Figure 4 in the main text. Each point represents a sample: yellow points show samples from females, and blue points show samples from males. (A) Season was a weak but significant predictor of lifetime Δage in females (Table S6A and C). Panels (B-D) show that males who experienced (B) drought, (C) high group size at birth, or (D) low maternal social connectedness at birth exhibited variation in Δage, but in different directions: the experience of early life drought and maternal social isolation predicted young-for-age gut microbiota in males, while being born in a large group predicted old-for-age microbiota (see Results for details). Corrected Δage represents the residuals of the relationship between agem and agec correcting for chronological age, season, monthly temperature, monthly rainfall, social group at the time of collection, and hydrological year (Tables S6B, D, and E).

Variance in residuals across lifespans in the Gaussian process regression prior to correction.

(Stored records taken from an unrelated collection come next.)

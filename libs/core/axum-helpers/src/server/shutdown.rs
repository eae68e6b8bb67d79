use std::sync::Arc;
use std::sync::atomic::{AtomicBool, Ordering};
use tokio::signal;
use tokio::sync::broadcast;
use tracing::{error, info};

/// Fans a single shutdown event out to every subscriber.
///
/// `shutdown` is idempotent: only the first call notifies.
#[derive(Clone)]
pub struct ShutdownCoordinator {
    tx: broadcast::Sender<()>,
    shutdown_initiated: Arc<AtomicBool>,
}

impl ShutdownCoordinator {
    pub fn new() -> (Self, broadcast::Receiver<()>) {
        let (tx, rx) = broadcast::channel(1);
        let coordinator = Self {
            tx,
            shutdown_initiated: Arc::new(AtomicBool::new(false)),
        };
        (coordinator, rx)
    }

    pub fn subscribe(&self) -> broadcast::Receiver<()> {
        self.tx.subscribe()
    }

    pub fn is_shutting_down(&self) -> bool {
        self.shutdown_initiated.load(Ordering::Relaxed)
    }

    pub fn shutdown(&self) {
        if self
            .shutdown_initiated
            .compare_exchange(false, true, Ordering::SeqCst, Ordering::SeqCst)
            .is_ok()
        {
            info!("Initiating graceful shutdown");
            let _ = self.tx.send(());
        }
    }

    /// Wait for SIGINT or SIGTERM, or for another holder to call
    /// [`shutdown`](Self::shutdown), then mark shutdown as started.
    pub async fn wait_for_signal(&self) {
        let mut rx = self.subscribe();
        if self.is_shutting_down() {
            return;
        }

        tokio::select! {
            _ = ctrl_c() => {
                info!("Received SIGINT (Ctrl+C), initiating graceful shutdown");
            },
            _ = terminate() => {
                info!("Received SIGTERM, initiating graceful shutdown");
            },
            _ = rx.recv() => {},
        }

        self.shutdown();
    }
}

impl Default for ShutdownCoordinator {
    fn default() -> Self {
        Self::new().0
    }
}

async fn ctrl_c() {
    if let Err(e) = signal::ctrl_c().await {
        error!("Failed to install Ctrl+C handler: {}", e);
        std::future::pending::<()>().await;
    }
}

#[cfg(unix)]
async fn terminate() {
    match signal::unix::signal(signal::unix::SignalKind::terminate()) {
        Ok(mut stream) => {
            stream.recv().await;
        }
        Err(e) => {
            error!("Failed to install SIGTERM handler: {}", e);
            std::future::pending::<()>().await;
        }
    }
}

#[cfg(not(unix))]
async fn terminate() {
    std::future::pending::<()>().await;
}

#[cfg(test)]
mod tests {
    use super::*;
    use std::time::Duration;

    #[tokio::test]
    async fn test_shutdown_notifies_subscribers_once() {
        let (coordinator, mut rx) = ShutdownCoordinator::new();
        let mut second = coordinator.subscribe();

        assert!(!coordinator.is_shutting_down());
        coordinator.shutdown();
        coordinator.shutdown();

        assert!(coordinator.is_shutting_down());
        assert!(rx.recv().await.is_ok());
        assert!(second.recv().await.is_ok());
        assert!(rx.try_recv().is_err());
    }

    #[tokio::test]
    async fn test_wait_for_signal_returns_on_manual_shutdown() {
        let coordinator = ShutdownCoordinator::default();
        let waiter = coordinator.clone();
        let handle = tokio::spawn(async move { waiter.wait_for_signal().await });

        tokio::time::sleep(Duration::from_millis(10)).await;
        coordinator.shutdown();

        tokio::time::timeout(Duration::from_secs(1), handle)
            .await
            .expect("waiter should finish")
            .unwrap();
    }
}
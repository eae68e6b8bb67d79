use async_trait::async_trait;
use chrono::{DateTime, Utc};
use rust_decimal::Decimal;
use uuid::Uuid;

use crate::error::ProductResult;
use crate::models::{Product, UpdateProduct};

/// Data access for products.
///
/// Implementations only store and fetch; required-field checks, id and
/// timestamp generation stay in the service.
#[cfg_attr(test, mockall::automock)]
#[async_trait]
pub trait ProductRepository: Send + Sync {
    /// Persist a fully built product and return it
    async fn insert(&self, product: Product) -> ProductResult<Product>;

    async fn find_by_id(&self, id: Uuid) -> ProductResult<Option<Product>>;

    /// Every product, in store order
    async fn find_all(&self) -> ProductResult<Vec<Product>>;

    /// Products with `min < price < max`
    async fn find_by_price_range(&self, min: Decimal, max: Decimal)
    -> ProductResult<Vec<Product>>;

    /// Apply the supplied fields plus `updated_at` in one atomic step and
    /// return the document after the update, or `None` when `id` matches
    /// nothing
    async fn update(
        &self,
        id: Uuid,
        changes: UpdateProduct,
        updated_at: DateTime<Utc>,
    ) -> ProductResult<Option<Product>>;

    /// True when a document was removed
    async fn delete(&self, id: Uuid) -> ProductResult<bool>;
}
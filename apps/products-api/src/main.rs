//! Products API - REST server over MongoDB

use axum_helpers::server::{create_production_app, create_router};
use core_config::tracing::{init_tracing, install_color_eyre};
use std::time::Duration;
use tracing::info;

mod api;
mod config;
mod openapi;
mod state;

use config::Config;
use state::AppState;

#[tokio::main]
async fn main() -> eyre::Result<()> {
    install_color_eyre();

    let config = Config::from_env()?;
    init_tracing(&config.environment);

    info!("Connecting to MongoDB database: {}", config.mongodb.database());

    let mongo_client =
        database::mongodb::connect_from_config_with_retry(&config.mongodb, None).await?;
    let db = mongo_client.database(config.mongodb.database());

    info!(
        "Successfully connected to MongoDB database: {}",
        config.mongodb.database()
    );

    let state = AppState {
        config: config.clone(),
        mongo_client,
        db,
    };

    api::init_indexes(&state).await?;

    let router = create_router::<openapi::ApiDoc>(api::routes(&state))?;

    info!(
        "Starting {} v{} on port {}",
        state.config.app.name, state.config.app.version, state.config.server.port
    );

    let mongo_client = state.mongo_client.clone();
    create_production_app(
        router,
        &state.config.server,
        Duration::from_secs(30),
        async move {
            info!("Shutting down: closing MongoDB connections");
            mongo_client.shutdown().await;
            info!("MongoDB connection closed");
        },
    )
    .await
    .map_err(|e| eyre::eyre!("Server error: {}", e))?;

    info!("Products API shutdown complete");
    Ok(())
}
//! Application state management

use mongodb::{Client, Database};

/// Shared application state
#[derive(Clone)]
pub struct AppState {
    pub config: crate::config::Config,
    pub mongo_client: Client,
    pub db: Database,
}
//! Products API routes

use axum::Router;
use domain_products::{MongoProductRepository, ProductService, handlers};

use crate::state::AppState;

fn repository(state: &AppState) -> MongoProductRepository {
    MongoProductRepository::with_collection(&state.db, &state.config.products_collection)
}

/// Create products router
pub fn router(state: &AppState) -> Router {
    handlers::router(ProductService::new(repository(state)))
}

/// Initialize products indexes
pub async fn init_indexes(state: &AppState) -> eyre::Result<()> {
    repository(state).init_indexes().await?;
    Ok(())
}
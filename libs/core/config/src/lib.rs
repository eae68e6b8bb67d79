pub mod server;
pub mod tracing;

use std::env;
use thiserror::Error;

/// Configuration error type
#[derive(Error, Debug)]
pub enum ConfigError {
    #[error("Environment variable '{0}' is required but not set")]
    MissingEnvVar(String),

    #[error("Failed to parse environment variable '{key}': {details}")]
    ParseError { key: String, details: String },
}

/// Application environment
#[derive(Clone, Debug, PartialEq, Eq)]
pub enum Environment {
    Development, // Local dev, pretty logs
    Production,  // Deployed, JSON logs
}

impl Environment {
    pub fn from_env() -> Self {
        let app_env = env::var("APP_ENV").unwrap_or_else(|_| "development".to_string());

        if app_env.eq_ignore_ascii_case("production") {
            Environment::Production
        } else {
            Environment::Development
        }
    }

    pub fn is_production(&self) -> bool {
        matches!(self, Environment::Production)
    }

    pub fn is_development(&self) -> bool {
        matches!(self, Environment::Development)
    }
}

/// Static identity of the running binary, reported by health endpoints.
#[derive(Clone, Copy, Debug, PartialEq, Eq)]
pub struct AppInfo {
    pub name: &'static str,
    pub version: &'static str,
}

/// Builds an [`AppInfo`] from the calling crate's package metadata.
#[macro_export]
macro_rules! app_info {
    () => {
        $crate::AppInfo {
            name: env!("CARGO_PKG_NAME"),
            version: env!("CARGO_PKG_VERSION"),
        }
    };
}

/// Trait for configuration that can be loaded from environment variables
pub trait FromEnv: Sized {
    fn from_env() -> Result<Self, ConfigError>;
}

/// Helper to load and parse environment variable with a default value
pub fn env_or_default(key: &str, default: &str) -> String {
    env::var(key).unwrap_or_else(|_| default.to_string())
}

/// Helper to load and parse environment variable or return error
pub fn env_required(key: &str) -> Result<String, ConfigError> {
    env::var(key).map_err(|_| ConfigError::MissingEnvVar(key.to_string()))
}

/// Load an optional comma-separated list, trimming entries and dropping empty ones.
pub fn env_list(key: &str) -> Vec<String> {
    env::var(key)
        .map(|raw| {
            raw.split(',')
                .map(str::trim)
                .filter(|s| !s.is_empty())
                .map(str::to_string)
                .collect()
        })
        .unwrap_or_default()
}

#[cfg(test)]
mod tests {
    use super::*;

    #[test]
    fn test_environment_defaults_to_development() {
        temp_env::with_var_unset("APP_ENV", || {
            let env = Environment::from_env();
            assert_eq!(env, Environment::Development);
            assert!(env.is_development());
            assert!(!env.is_production());
        });
    }

    #[test]
    fn test_environment_production_case_insensitive() {
        temp_env::with_var("APP_ENV", Some("PRODUCTION"), || {
            assert_eq!(Environment::from_env(), Environment::Production);
        });

        temp_env::with_var("APP_ENV", Some("Production"), || {
            assert_eq!(Environment::from_env(), Environment::Production);
        });
    }

    #[test]
    fn test_environment_unknown_defaults_to_development() {
        temp_env::with_var("APP_ENV", Some("staging"), || {
            assert_eq!(Environment::from_env(), Environment::Development);
        });
    }

    #[test]
    fn test_app_info_macro_uses_package_metadata() {
        let info = app_info!();
        assert_eq!(info.name, "core_config");
        assert_eq!(info.version, env!("CARGO_PKG_VERSION"));
    }

    #[test]
    fn test_env_or_default_without_value() {
        temp_env::with_var_unset("MISSING_VAR", || {
            assert_eq!(env_or_default("MISSING_VAR", "fallback"), "fallback");
        });
    }

    #[test]
    fn test_env_required_missing() {
        temp_env::with_var_unset("MISSING_REQUIRED", || {
            let err = env_required("MISSING_REQUIRED").unwrap_err();
            assert!(err.to_string().contains("MISSING_REQUIRED"));
            assert!(err.to_string().contains("required"));
        });
    }

    #[test]
    fn test_env_list_splits_and_trims() {
        temp_env::with_var(
            "ORIGINS",
            Some(" http://a.test , ,http://b.test"),
            || {
                assert_eq!(env_list("ORIGINS"), vec!["http://a.test", "http://b.test"]);
            },
        );
    }

    #[test]
    fn test_env_list_unset_is_empty() {
        temp_env::with_var_unset("ORIGINS_UNSET", || {
            assert!(env_list("ORIGINS_UNSET").is_empty());
        });
    }
}
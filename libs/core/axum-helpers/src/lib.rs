//! # Axum Helpers
//!
//! Shared building blocks for the HTTP services.
//!
//! ## Modules
//!
//! - **[`server`]**: router assembly, health endpoints, graceful shutdown
//! - **[`http`]**: HTTP middleware (security headers)
//! - **[`errors`]**: `AppError` and the `{"detail": ...}` error body
//! - **[`extractors`]**: UUID path and validated JSON extractors
//!
//! ## Quick Start
//!
//! ```ignore
//! use axum::Router;
//! use axum_helpers::server::{create_production_app, create_router};
//! use core_config::server::ServerConfig;
//! use utoipa::OpenApi;
//!
//! #[derive(OpenApi)]
//! #[openapi(paths())]
//! struct ApiDoc;
//!
//! let router = create_router::<ApiDoc>(Router::new())?;
//! create_production_app(router, &ServerConfig::default(), Duration::from_secs(30), async {}).await?;
//! ```

pub mod errors;
pub mod extractors;
pub mod http;
pub mod server;

pub use server::{
    HealthCheckFuture, HealthResponse, ShutdownCoordinator, create_production_app, create_router,
    health_router, run_health_checks,
};

pub use http::security_headers;

pub use errors::{AppError, ErrorCode, ErrorResponse};

pub use extractors::{UuidPath, ValidatedJson};
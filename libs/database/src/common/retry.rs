use std::future::Future;
use std::time::Duration;
use tracing::{debug, warn};

/// Backoff policy used when establishing store connections at startup
#[derive(Debug, Clone, PartialEq)]
pub struct RetryConfig {
    /// Attempts after the first one
    pub max_retries: u32,

    /// Delay before the first retry, in milliseconds
    pub initial_delay_ms: u64,

    /// Upper bound on any single delay, in milliseconds
    pub max_delay_ms: u64,

    /// Growth factor applied after every failed attempt
    pub backoff_multiplier: f64,

    /// Randomize each delay to 50-100% of its nominal value
    pub use_jitter: bool,
}

impl RetryConfig {
    /// Defaults: 3 retries, 100ms initial delay, 5s cap, x2 growth, jitter on
    pub fn new() -> Self {
        Self::default()
    }

    pub fn with_max_retries(mut self, max_retries: u32) -> Self {
        self.max_retries = max_retries;
        self
    }

    pub fn with_initial_delay(mut self, delay_ms: u64) -> Self {
        self.initial_delay_ms = delay_ms;
        self
    }

    pub fn with_max_delay(mut self, delay_ms: u64) -> Self {
        self.max_delay_ms = delay_ms;
        self
    }

    pub fn without_jitter(mut self) -> Self {
        self.use_jitter = false;
        self
    }

    /// Nominal delay following `current`, capped at `max_delay_ms`
    fn next_delay(&self, current: u64) -> u64 {
        ((current as f64 * self.backoff_multiplier) as u64).min(self.max_delay_ms)
    }
}

impl Default for RetryConfig {
    fn default() -> Self {
        Self {
            max_retries: 3,
            initial_delay_ms: 100,
            max_delay_ms: 5000,
            backoff_multiplier: 2.0,
            use_jitter: true,
        }
    }
}

/// Retry an async operation with exponential backoff.
///
/// The operation runs once, then up to `config.max_retries` more times. The
/// last error is returned when every attempt fails.
///
/// # Example
/// ```ignore
/// use database::common::{retry_with_backoff, RetryConfig};
///
/// let config = RetryConfig::new().with_max_retries(5);
/// let client = retry_with_backoff(|| database::mongodb::connect(&url), config).await?;
/// ```
pub async fn retry_with_backoff<F, Fut, T, E>(mut operation: F, config: RetryConfig) -> Result<T, E>
where
    F: FnMut() -> Fut,
    Fut: Future<Output = Result<T, E>>,
    E: std::fmt::Display,
{
    let mut attempt = 0;
    let mut delay = config.initial_delay_ms;

    loop {
        match operation().await {
            Ok(result) => {
                if attempt > 0 {
                    debug!("Operation succeeded after {} retries", attempt);
                }
                return Ok(result);
            }
            Err(e) if attempt >= config.max_retries => {
                warn!("Operation failed after {} attempts: {}", attempt + 1, e);
                return Err(e);
            }
            Err(e) => {
                attempt += 1;

                let wait = if config.use_jitter {
                    apply_jitter(delay)
                } else {
                    delay
                };

                debug!(
                    "Operation failed (attempt {}/{}): {}. Retrying in {}ms...",
                    attempt, config.max_retries, e, wait
                );

                tokio::time::sleep(Duration::from_millis(wait)).await;
                delay = config.next_delay(delay);
            }
        }
    }
}

/// Scale `delay` by a pseudo-random factor in [0.5, 1.0)
fn apply_jitter(delay: u64) -> u64 {
    use std::collections::hash_map::RandomState;
    use std::hash::BuildHasher;

    let random_factor =
        (RandomState::new().hash_one(std::time::SystemTime::now()) % 50) as f64 / 100.0 + 0.5;

    (delay as f64 * random_factor) as u64
}

/// [`retry_with_backoff`] with [`RetryConfig::default`]
pub async fn retry<F, Fut, T, E>(operation: F) -> Result<T, E>
where
    F: FnMut() -> Fut,
    Fut: Future<Output = Result<T, E>>,
    E: std::fmt::Display,
{
    retry_with_backoff(operation, RetryConfig::default()).await
}

#[cfg(test)]
mod tests {
    use super::*;
    use std::sync::Arc;
    use std::sync::atomic::{AtomicU32, Ordering};

    fn fast() -> RetryConfig {
        RetryConfig::new().with_initial_delay(1).without_jitter()
    }

    #[tokio::test]
    async fn test_retry_success_first_attempt() {
        let counter = Arc::new(AtomicU32::new(0));

        let result = retry_with_backoff(
            || {
                let counter = counter.clone();
                async move {
                    counter.fetch_add(1, Ordering::SeqCst);
                    Ok::<_, String>("connected")
                }
            },
            fast(),
        )
        .await;

        assert_eq!(result.unwrap(), "connected");
        assert_eq!(counter.load(Ordering::SeqCst), 1);
    }

    #[tokio::test]
    async fn test_retry_success_after_failures() {
        let counter = Arc::new(AtomicU32::new(0));

        let result = retry_with_backoff(
            || {
                let counter = counter.clone();
                async move {
                    let n = counter.fetch_add(1, Ordering::SeqCst);
                    if n < 2 {
                        Err("server selection timeout".to_string())
                    } else {
                        Ok(n)
                    }
                }
            },
            fast(),
        )
        .await;

        assert_eq!(result.unwrap(), 2);
        assert_eq!(counter.load(Ordering::SeqCst), 3);
    }

    #[tokio::test]
    async fn test_retry_gives_up_with_last_error() {
        let counter = Arc::new(AtomicU32::new(0));

        let result = retry_with_backoff(
            || {
                let counter = counter.clone();
                async move {
                    counter.fetch_add(1, Ordering::SeqCst);
                    Err::<(), _>("connection refused")
                }
            },
            fast().with_max_retries(2),
        )
        .await;

        assert_eq!(result.unwrap_err(), "connection refused");
        assert_eq!(counter.load(Ordering::SeqCst), 3); // 1 initial + 2 retries
    }

    #[test]
    fn test_next_delay_is_capped() {
        let config = RetryConfig::new().with_initial_delay(100).with_max_delay(300);
        assert_eq!(config.next_delay(100), 200);
        assert_eq!(config.next_delay(200), 300);
        assert_eq!(config.next_delay(300), 300);
    }

    #[test]
    fn test_apply_jitter_bounds() {
        for _ in 0..10 {
            let jittered = apply_jitter(1000);
            assert!((500..=1000).contains(&jittered));
        }
    }
}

Plots show chronological age relative to the residuals of the agem produced by a Gaussian process regression with a radial basis function kernel. Females are in yellow, and males are in blue. (A) and (B) show a scatter plot of agec and the residuals of agem. The spread of the residuals is wider for samples collected at older ages. (C) and (D) show the distributions of the residuals for different age subsets. The distribution flattens around 12.5 in females and 10 in males.